§ Problem requirements: Restate, word for word, the lines from the opening line of the data through the line containing "pub struct TriggerPipeline", both included, and nothing else.

Extracted records
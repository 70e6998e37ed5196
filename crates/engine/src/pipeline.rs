//! Pipeline executor
//!
//! One lifecycle event drives one pass through the three phases. The
//! executor resolves descriptors against the registry and applies the
//! phase-specific invocation semantics; the hooks themselves never see the
//! record type configuration, only their own options.

use crate::error::Result;
use crate::registry::{HookContext, HookRegistry};
use curata_config::{Phase, RecordType, TriggerMode};
use curata_core::{Record, User};
use serde_json::Value;
use std::sync::Arc;

/// Executor for the configured trigger hooks of a record type
///
/// Cheap to clone; one instance can serve every lifecycle event.
#[derive(Clone)]
pub struct TriggerPipeline {
    registry: Arc<HookRegistry>,
}

impl TriggerPipeline {
    /// Create a pipeline resolving hooks against `registry`
    #[must_use]
    pub fn new(registry: Arc<HookRegistry>) -> Self {
        Self { registry }
    }

    /// The registry this pipeline resolves against
    #[must_use]
    pub fn registry(&self) -> &HookRegistry {
        &self.registry
    }

    /// Run the `pre` phase: sequential, record-threading, fatal on failure
    ///
    /// Each hook receives the record returned by its predecessor. The first
    /// failure aborts the phase and surfaces to the caller; an unresolvable
    /// descriptor counts as a failure. Mutations applied by earlier hooks
    /// are not rolled back, the caller must discard the unsaved record.
    pub async fn run_pre_save_hooks(
        &self,
        oid: &str,
        mut record: Record,
        record_type: &RecordType,
        mode: TriggerMode,
        user: Option<&User>,
    ) -> Result<Record> {
        let descriptors = record_type.hooks_for(mode).phase(Phase::Pre);
        tracing::debug!(oid, %mode, count = descriptors.len(), "running pre-save hooks");

        let ctx = HookContext { oid, user };
        for descriptor in descriptors {
            let hook = self.registry.resolve(&descriptor.function_id)?;
            tracing::debug!(oid, hook = %descriptor.function_id, "pre-save hook");
            record = hook.run(&ctx, record, &descriptor.options).await?;
        }
        Ok(record)
    }

    /// Run the `postSync` phase: sequential, response-threading, fatal on failure
    ///
    /// The caller supplies the initial response value (usually an empty
    /// object); each hook's returned response feeds the next.
    pub async fn run_post_save_sync_hooks(
        &self,
        oid: &str,
        record: &Record,
        record_type: &RecordType,
        mode: TriggerMode,
        user: Option<&User>,
        mut response: Value,
    ) -> Result<Value> {
        let descriptors = record_type.hooks_for(mode).phase(Phase::PostSync);
        tracing::debug!(oid, %mode, count = descriptors.len(), "running post-save sync hooks");

        let ctx = HookContext { oid, user };
        for descriptor in descriptors {
            let hook = self.registry.resolve(&descriptor.function_id)?;
            tracing::debug!(oid, hook = %descriptor.function_id, "post-save sync hook");
            response = hook
                .run_with_response(&ctx, record, &descriptor.options, response)
                .await?;
            tracing::debug!(oid, hook = %descriptor.function_id, "post-save sync hook completed");
        }
        Ok(response)
    }

    /// Launch the `post` phase: fire-and-forget, never fails the caller
    ///
    /// Hooks are spawned in declaration order but run independently; a hook
    /// that fails, or a descriptor that does not resolve, is logged with
    /// its identity and the oid, and otherwise ignored. Requires a running
    /// tokio runtime.
    pub fn run_post_save_hooks(
        &self,
        oid: &str,
        record: &Record,
        record_type: &RecordType,
        mode: TriggerMode,
        user: Option<&User>,
    ) {
        let descriptors = record_type.hooks_for(mode).phase(Phase::Post);
        tracing::debug!(oid, %mode, count = descriptors.len(), "dispatching post-save hooks");

        for descriptor in descriptors {
            // A bad identifier in the post phase is a configuration error,
            // reported but not fatal to the save.
            let hook = match self.registry.resolve(&descriptor.function_id) {
                Ok(hook) => hook,
                Err(e) => {
                    tracing::error!(oid, hook = %descriptor.function_id, error = %e,
                        "post-save hook did not resolve, skipping");
                    continue;
                }
            };

            let oid = oid.to_string();
            let hook_id = descriptor.function_id.clone();
            let options = descriptor.options.clone();
            let record = record.clone();
            let user = user.cloned();
            tokio::spawn(async move {
                let ctx = HookContext {
                    oid: &oid,
                    user: user.as_ref(),
                };
                match hook.run(&ctx, record, &options).await {
                    Ok(_) => {
                        tracing::debug!(oid, hook = %hook_id, "post-save hook completed");
                    }
                    Err(e) => {
                        tracing::error!(oid, hook = %hook_id, error = %e, "post-save hook failed");
                    }
                }
            });
        }
    }
}
//! Error types for the trigger pipeline
//!
//! Propagation follows the phase contract: `pre` and `postSync` errors are
//! fatal to the enclosing save and reach the caller unchanged; `post` errors
//! are caught at the per-hook boundary, logged with hook identity and oid,
//! and discarded.

use thiserror::Error;

/// Result type alias for pipeline operations
pub type Result<T> = std::result::Result<T, Error>;

/// Main error type for the trigger pipeline
#[derive(Error, Debug)]
pub enum Error {
    /// Configuration references a hook id with no registered behavior
    #[error("Unknown hook '{0}' referenced in record type configuration")]
    UnknownHook(String),

    /// A configured template failed to evaluate
    #[error("Failed to render template for '{field}': {source}")]
    TemplateRender {
        field: String,
        #[source]
        source: curata_template::Error,
    },

    /// The user directory could not be consulted
    #[error("Contributor resolution failed for '{email}': {reason}")]
    ContributorResolution { email: String, reason: String },

    /// A counter entity could not be read or written
    #[error("Counter '{name}' (branding '{branding}') persistence failed: {reason}")]
    CounterPersistence {
        name: String,
        branding: String,
        reason: String,
    },

    /// A hook's options did not match the shape it expects
    #[error("Invalid options for hook '{hook}': {reason}")]
    InvalidOptions { hook: &'static str, reason: String },

    /// Core data-model failure (path writes, serialization)
    #[error(transparent)]
    Core(#[from] curata_core::Error),
}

§ Expected output:
repository 70e6998e37ed5196
filename crates/engine/src/pipeline.rs
//! Pipeline executor
//!
//! One lifecycle event drives one pass through the three phases. The
//! executor resolves descriptors against the registry and applies the
//! phase-specific invocation semantics; the hooks themselves never see the
//! record type configuration, only their own options.

use crate::error::Result;
use crate::registry::{HookContext, HookRegistry};
use curata_config::{Phase, RecordType, TriggerMode};
use curata_core::{Record, User};
use serde_json::Value;
use std::sync::Arc;

/// Executor for the configured trigger hooks of a record type
///
/// Cheap to clone; one instance can serve every lifecycle event.
#[derive(Clone)]
pub struct TriggerPipeline {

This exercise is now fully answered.